MacSimon, MacSymon, McKimmon, McKimon, or McKeeman are variations of the name MacShiomoun a sept of the MacArthurs (George F. Black, Ph.D., The Surnames of Scotland - Their Origin, Meaning and History, ISBN 978-1-62654-059-0, page 564).
Several poems by the Balemartin Bard, John Maclean, spoke of a Malcolm MacArthur (Calum MacArtuir). In one verse it's remarked: "Mac Shiomoin ort mar fharainm 's MacArtair anns an rinndeal." Translated: "You're called Mac Shiomoin as a nickname and MacArthur in the rental." This verse refers to the Scottish practice of calling a person after their father's name (son of Simon) and the British legal practice of referring to your surname in legal transactions, such as rentals. So, according to the verse, Calum MacArtuir, called MacShiomoin, would have been the son of Shiomoin MacArtuir or Simon MacArthur. Everybody called him Calum Mac Shiomoin, but in all legal documents he was Malcolm MacArthur. It seems this branch of the family adopted the surname MacShiomoun after Calum. MacSimon, McKimmon, etc. are all Anglicizations of that Gaelic surname.

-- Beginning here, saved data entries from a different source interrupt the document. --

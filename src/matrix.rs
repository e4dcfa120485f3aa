//! Labelled feature-by-cell matrices, two-group cell partitions and covariate tables.

use std::collections::{BTreeSet, HashMap};

use nalgebra_sparse::{CooMatrix, CsrMatrix};
use ndarray::Array2;
use rand::SeedableRng;
use rand::rngs::StdRng;
use serde::{Deserialize, Serialize};
use single_utilities::traits::FloatOpsTS;

use crate::error::MarkerError;

/// Which representation of expression the matrix holds.
#[derive(Debug, Clone, Copy, PartialEq, Eq, Default, Serialize, Deserialize)]
pub enum DataLayer {
    /// Raw counts.
    Counts,
    /// log1p-normalized expression.
    #[default]
    Data,
    /// Centered and scaled values.
    ScaleData,
}

/// Sparse matrix with rows = features, columns = cells, and unique names on both axes.
#[derive(Debug, Clone)]
pub struct FeatureMatrix<T> {
    matrix: CsrMatrix<T>,
    feature_names: Vec<String>,
    cell_names: Vec<String>,
    feature_index: HashMap<String, usize>,
    cell_index: HashMap<String, usize>,
}

fn build_index(names: &[String], axis: &str) -> anyhow::Result<HashMap<String, usize>> {
    let mut index = HashMap::with_capacity(names.len());
    for (i, name) in names.iter().enumerate() {
        if index.insert(name.clone(), i).is_some() {
            let message = format!("duplicate {} name '{}'", axis, name);
            return Err(MarkerError::InvalidMatrix(message).into());
        }
    }
    Ok(index)
}

impl<T> FeatureMatrix<T>
where
    T: FloatOpsTS,
{
    pub fn new(
        matrix: CsrMatrix<T>,
        feature_names: Vec<String>,
        cell_names: Vec<String>,
    ) -> anyhow::Result<Self> {
        if matrix.nrows() != feature_names.len() {
            return Err(MarkerError::InvalidMatrix(format!(
                "{} rows but {} feature names",
                matrix.nrows(),
                feature_names.len()
            ))
            .into());
        }
        if matrix.ncols() != cell_names.len() {
            return Err(MarkerError::InvalidMatrix(format!(
                "{} columns but {} cell names",
                matrix.ncols(),
                cell_names.len()
            ))
            .into());
        }
        let feature_index = build_index(&feature_names, "feature")?;
        let cell_index = build_index(&cell_names, "cell")?;
        Ok(FeatureMatrix {
            matrix,
            feature_names,
            cell_names,
            feature_index,
            cell_index,
        })
    }

    pub fn matrix(&self) -> &CsrMatrix<T> {
        &self.matrix
    }

    pub fn n_features(&self) -> usize {
        self.matrix.nrows()
    }

    pub fn n_cells(&self) -> usize {
        self.matrix.ncols()
    }

    pub fn feature_names(&self) -> &[String] {
        &self.feature_names
    }

    pub fn cell_names(&self) -> &[String] {
        &self.cell_names
    }

    pub fn feature_position(&self, name: &str) -> Option<usize> {
        self.feature_index.get(name).copied()
    }

    pub fn cell_position(&self, name: &str) -> Option<usize> {
        self.cell_index.get(name).copied()
    }

    /// Dense values of one feature over a column selection, in selection order.
    pub fn row_values(&self, row: usize, lookup: &ColumnLookup) -> Vec<f64> {
        let mut values = vec![0.0; lookup.len()];
        let row_view = self.matrix.row(row);
        for (&col, value) in row_view.col_indices().iter().zip(row_view.values()) {
            if let Some(pos) = lookup.position(col) {
                values[pos] = value.to_f64().unwrap_or(0.0);
            }
        }
        values
    }

    /// Explicitly stored entries of one feature restricted to a selection,
    /// as `(selection position, value)` pairs. Implicit zeros are skipped.
    pub fn row_entries(&self, row: usize, lookup: &ColumnLookup) -> Vec<(usize, f64)> {
        let row_view = self.matrix.row(row);
        row_view
            .col_indices()
            .iter()
            .zip(row_view.values())
            .filter_map(|(&col, value)| {
                lookup
                    .position(col)
                    .map(|pos| (pos, value.to_f64().unwrap_or(0.0)))
            })
            .collect()
    }
}

impl FeatureMatrix<f64> {
    /// Build from dense rows (one `Vec` per feature). Exact zeros are not stored.
    pub fn from_dense_rows(
        rows: &[Vec<f64>],
        feature_names: Vec<String>,
        cell_names: Vec<String>,
    ) -> anyhow::Result<Self> {
        let ncols = cell_names.len();
        let mut coo = CooMatrix::new(rows.len(), ncols);
        for (r, row) in rows.iter().enumerate() {
            if row.len() != ncols {
                return Err(MarkerError::InvalidMatrix(format!(
                    "row {} has {} values, expected {}",
                    r,
                    row.len(),
                    ncols
                ))
                .into());
            }
            for (c, &v) in row.iter().enumerate() {
                if v != 0.0 {
                    coo.push(r, c, v);
                }
            }
        }
        FeatureMatrix::new(CsrMatrix::from(&coo), feature_names, cell_names)
    }

    /// Keep the given columns, in the given order.
    pub fn select_cells(&self, cells: &[usize]) -> anyhow::Result<Self> {
        let lookup = ColumnLookup::new(self.n_cells(), cells);
        let mut coo = CooMatrix::new(self.n_features(), cells.len());
        for r in 0..self.n_features() {
            for (pos, v) in self.row_entries(r, &lookup) {
                coo.push(r, pos, v);
            }
        }
        let names = cells.iter().map(|&c| self.cell_names[c].clone()).collect();
        FeatureMatrix::new(CsrMatrix::from(&coo), self.feature_names.clone(), names)
    }

    /// Keep the given rows, in the given order.
    pub fn select_features(&self, features: &[usize]) -> anyhow::Result<Self> {
        let mut coo = CooMatrix::new(features.len(), self.n_cells());
        for (new_row, &r) in features.iter().enumerate() {
            let row_view = self.matrix.row(r);
            for (&c, &v) in row_view.col_indices().iter().zip(row_view.values()) {
                coo.push(new_row, c, v);
            }
        }
        let names = features.iter().map(|&r| self.feature_names[r].clone()).collect();
        FeatureMatrix::new(CsrMatrix::from(&coo), names, self.cell_names.clone())
    }

    /// Dense copy, features x cells.
    pub fn to_dense(&self) -> Array2<f64> {
        let mut dense = Array2::zeros((self.n_features(), self.n_cells()));
        for r in 0..self.n_features() {
            let row_view = self.matrix.row(r);
            for (&c, &v) in row_view.col_indices().iter().zip(row_view.values()) {
                dense[[r, c]] = v;
            }
        }
        dense
    }
}

/// Maps matrix column indices to positions within an ordered cell selection.
#[derive(Debug, Clone)]
pub struct ColumnLookup {
    positions: Vec<Option<usize>>,
    len: usize,
}

impl ColumnLookup {
    pub fn new(n_cols: usize, selection: &[usize]) -> Self {
        let mut positions = vec![None; n_cols];
        for (pos, &col) in selection.iter().enumerate() {
            positions[col] = Some(pos);
        }
        ColumnLookup {
            positions,
            len: selection.len(),
        }
    }

    pub fn position(&self, col: usize) -> Option<usize> {
        self.positions.get(col).copied().flatten()
    }

    pub fn len(&self) -> usize {
        self.len
    }

    pub fn is_empty(&self) -> bool {
        self.len == 0
    }
}

/// Two disjoint, non-empty sets of matrix columns.
#[derive(Debug, Clone, PartialEq)]
pub struct CellGroups {
    group1: Vec<usize>,
    group2: Vec<usize>,
}

fn invalid_groups(message: impl Into<String>) -> anyhow::Error {
    MarkerError::InvalidGroups(message.into()).into()
}

impl CellGroups {
    pub fn from_indices(
        group1: Vec<usize>,
        group2: Vec<usize>,
        n_cells: usize,
    ) -> anyhow::Result<Self> {
        if group1.is_empty() || group2.is_empty() {
            return Err(invalid_groups("both groups must contain at least one cell"));
        }
        if let Some(&bad) = group1.iter().chain(group2.iter()).find(|&&c| c >= n_cells) {
            return Err(invalid_groups(format!("cell index {} out of range", bad)));
        }
        let first: BTreeSet<usize> = group1.iter().copied().collect();
        if first.len() != group1.len() {
            return Err(invalid_groups("group 1 lists a cell twice"));
        }
        let mut second = BTreeSet::new();
        for &c in &group2 {
            if first.contains(&c) {
                return Err(invalid_groups(format!("cell index {} is in both groups", c)));
            }
            if !second.insert(c) {
                return Err(invalid_groups("group 2 lists a cell twice"));
            }
        }
        Ok(CellGroups { group1, group2 })
    }

    pub fn from_names<T, S>(
        matrix: &FeatureMatrix<T>,
        group1: &[S],
        group2: &[S],
    ) -> anyhow::Result<Self>
    where
        T: FloatOpsTS,
        S: AsRef<str>,
    {
        let resolve = |names: &[S]| -> anyhow::Result<Vec<usize>> {
            names
                .iter()
                .map(|n| {
                    matrix
                        .cell_position(n.as_ref())
                        .ok_or_else(|| invalid_groups(format!("unknown cell '{}'", n.as_ref())))
                })
                .collect()
        };
        CellGroups::from_indices(resolve(group1)?, resolve(group2)?, matrix.n_cells())
    }

    /// Cells labelled `ident_1` against cells labelled `ident_2`, or against all
    /// remaining cells when `ident_2` is `None`.
    pub fn from_labels<S: AsRef<str>>(
        labels: &[S],
        ident_1: &str,
        ident_2: Option<&str>,
    ) -> anyhow::Result<Self> {
        let group1: Vec<usize> = labels
            .iter()
            .enumerate()
            .filter_map(|(i, l)| (l.as_ref() == ident_1).then_some(i))
            .collect();
        let group2: Vec<usize> = labels
            .iter()
            .enumerate()
            .filter_map(|(i, l)| match ident_2 {
                Some(id2) => (l.as_ref() == id2).then_some(i),
                None => (l.as_ref() != ident_1).then_some(i),
            })
            .collect();
        if group1.is_empty() {
            return Err(invalid_groups(format!("no cell labelled '{}'", ident_1)));
        }
        if group2.is_empty() {
            return Err(MarkerError::InvalidGroups(format!(
                "no cell in the comparison group for '{}'",
                ident_2.unwrap_or("rest")
            ))
            .into());
        }
        CellGroups::from_indices(group1, group2, labels.len())
    }

    pub fn group1(&self) -> &[usize] {
        &self.group1
    }

    pub fn group2(&self) -> &[usize] {
        &self.group2
    }

    pub fn n1(&self) -> usize {
        self.group1.len()
    }

    pub fn n2(&self) -> usize {
        self.group2.len()
    }

    /// Group 1 columns followed by group 2 columns.
    pub fn ordered_cells(&self) -> Vec<usize> {
        self.group1.iter().chain(self.group2.iter()).copied().collect()
    }

    pub fn lookup(&self, n_cells: usize) -> ColumnLookup {
        ColumnLookup::new(n_cells, &self.ordered_cells())
    }

    /// 0 for group 1 positions, 1 for group 2 positions, in `ordered_cells` order.
    pub fn indicator(&self) -> Vec<f64> {
        let mut ind = vec![0.0; self.n1()];
        ind.extend(std::iter::repeat_n(1.0, self.n2()));
        ind
    }

    /// Randomly keep at most `max_cells` per group. Sampling is seeded and the
    /// kept cells preserve their original order.
    pub fn downsample(&self, max_cells: usize, seed: u64) -> CellGroups {
        let mut rng = StdRng::seed_from_u64(seed);
        let mut take = |group: &[usize]| -> Vec<usize> {
            if group.len() <= max_cells {
                return group.to_vec();
            }
            let mut picked = rand::seq::index::sample(&mut rng, group.len(), max_cells).into_vec();
            picked.sort_unstable();
            picked.into_iter().map(|i| group[i]).collect()
        };
        let group1 = take(&self.group1);
        let group2 = take(&self.group2);
        CellGroups { group1, group2 }
    }
}

/// Cell-indexed numeric covariates (latent variables).
#[derive(Debug, Clone)]
pub struct Covariates {
    names: Vec<String>,
    values: Array2<f64>,
    cell_index: HashMap<String, usize>,
}

impl Covariates {
    /// `values` is cells x covariates.
    pub fn new(
        cell_names: Vec<String>,
        names: Vec<String>,
        values: Array2<f64>,
    ) -> anyhow::Result<Self> {
        if values.nrows() != cell_names.len() || values.ncols() != names.len() {
            return Err(MarkerError::InvalidMatrix(format!(
                "covariate table is {}x{}, expected {}x{}",
                values.nrows(),
                values.ncols(),
                cell_names.len(),
                names.len()
            ))
            .into());
        }
        let cell_index = build_index(&cell_names, "covariate cell")?;
        Ok(Covariates {
            names,
            values,
            cell_index,
        })
    }

    pub fn n_covariates(&self) -> usize {
        self.names.len()
    }

    /// Rows re-ordered to match `cells`; fails if any cell is missing.
    pub fn reindex<S: AsRef<str>>(&self, cells: &[S]) -> anyhow::Result<Array2<f64>> {
        let mut out = Array2::zeros((cells.len(), self.n_covariates()));
        for (i, cell) in cells.iter().enumerate() {
            let src = self
                .cell_index
                .get(cell.as_ref())
                .ok_or_else(|| MarkerError::CovariateMismatch(cell.as_ref().to_string()))?;
            out.row_mut(i).assign(&self.values.row(*src));
        }
        Ok(out)
    }
}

MacIndeor translates as "Son of the Custodian" (See Dewar).
In 2002, Chief James MacArthur, of that ilk decreed that all septs were released from Clan Arthur with the names Arthur, Arthurson, and Carter being accepted as variant spellings of MacArthur, and all other septs being released from obligation to the clan. However, it's understood that many in Campbell, Dewar of Islay, MacSimon, and MacIndeor of Islay may feel a strong connection to the clan, and are still welcome as members.
MacCarthy derives from the Irish Mac Carthaigh and is the most common "Mac" name on The Emerald Isle, prominent in the South. Kings of the ancient Irish Kingdom of Munster (now known as County Cork) the MacCarthys had their main residence at Blarney Castle. Apart from the ancestral relationship between MacArthur and MacCarthy through the High Kings of Ireland, the Munster Coat of arms also displays a shield bearing three gold crowns on an azure background similar to Clan Arthur's.
MacArtain, MacArtan, MacCartan and MacCarton are names common in Northern Ireland around County Down and County Armagh. The name originates from Art or Artan in the diminutive. The oldest form of the name is MacAirt from Cormac MacAirt, a third century Dalriadic "king" of Ireland who has strong associations with Argyll - The homeland of Clan Arthur.
MacCartney and MacArtney translate as "Son of Artaine" and share the same root as MacArthur. The names were common in Galloway and Ayrshire from whence it spread to the Northern Irish counties of Antrim, Down and Armagh. Glen Artney and Strath Gartney are to be found in Central Scotland.